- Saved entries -
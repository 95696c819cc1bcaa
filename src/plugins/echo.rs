use serde_json::json;

use crate::handler::ServiceHandler;
use crate::protocol::{Request, Response};

/// Replies with the request's params, whatever the method.
#[derive(Debug, Clone, Copy, Default)]
pub struct EchoService;

impl ServiceHandler for EchoService {
    fn handle(&self, request: &Request) -> Response {
        Response::ok("Echo successful", json!(request.params))
    }
}

#[cfg(test)]
mod tests {
    use super::*;

    #[test]
    fn test_echo_returns_params() {
        let reply = EchoService.handle(&Request::new("echo", "ping").param("a", "1"));
        assert_eq!(reply.status, 200);
        assert_eq!(reply.message, "Echo successful");
        assert_eq!(reply.data, json!({"a": "1"}));
    }

    #[test]
    fn test_echo_empty_params() {
        let reply = EchoService.handle(&Request::new("echo", ""));
        assert_eq!(reply.data, json!({}));
    }
}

- PROBLEM DESCRIPTION -
In full and word for word, reproduce the data above.

- SOLUTION TO THIS PROBLEM -
repository 95696c819cc1bcaa
filename src/plugins/echo.rs
use serde_json::json;

use crate::handler::ServiceHandler;
use crate::protocol::{Request, Response};

/// Replies with the request's params, whatever the method.
#[derive(Debug, Clone, Copy, Default)]
pub struct EchoService;

impl ServiceHandler for EchoService {
    fn handle(&self, request: &Request) -> Response {
        Response::ok("Echo successful", json!(request.params))
    }
}

#[cfg(test)]
mod tests {
    use super::*;

    #[test]
    fn test_echo_returns_params() {
        let reply = EchoService.handle(&Request::new("echo", "ping").param("a", "1"));
        assert_eq!(reply.status, 200);
        assert_eq!(reply.message, "Echo successful");
        assert_eq!(reply.data, json!({"a": "1"}));
    }

    #[test]
    fn test_echo_empty_params() {
        let reply = EchoService.handle(&Request::new("echo", ""));
        assert_eq!(reply.data, json!({}));
    }
}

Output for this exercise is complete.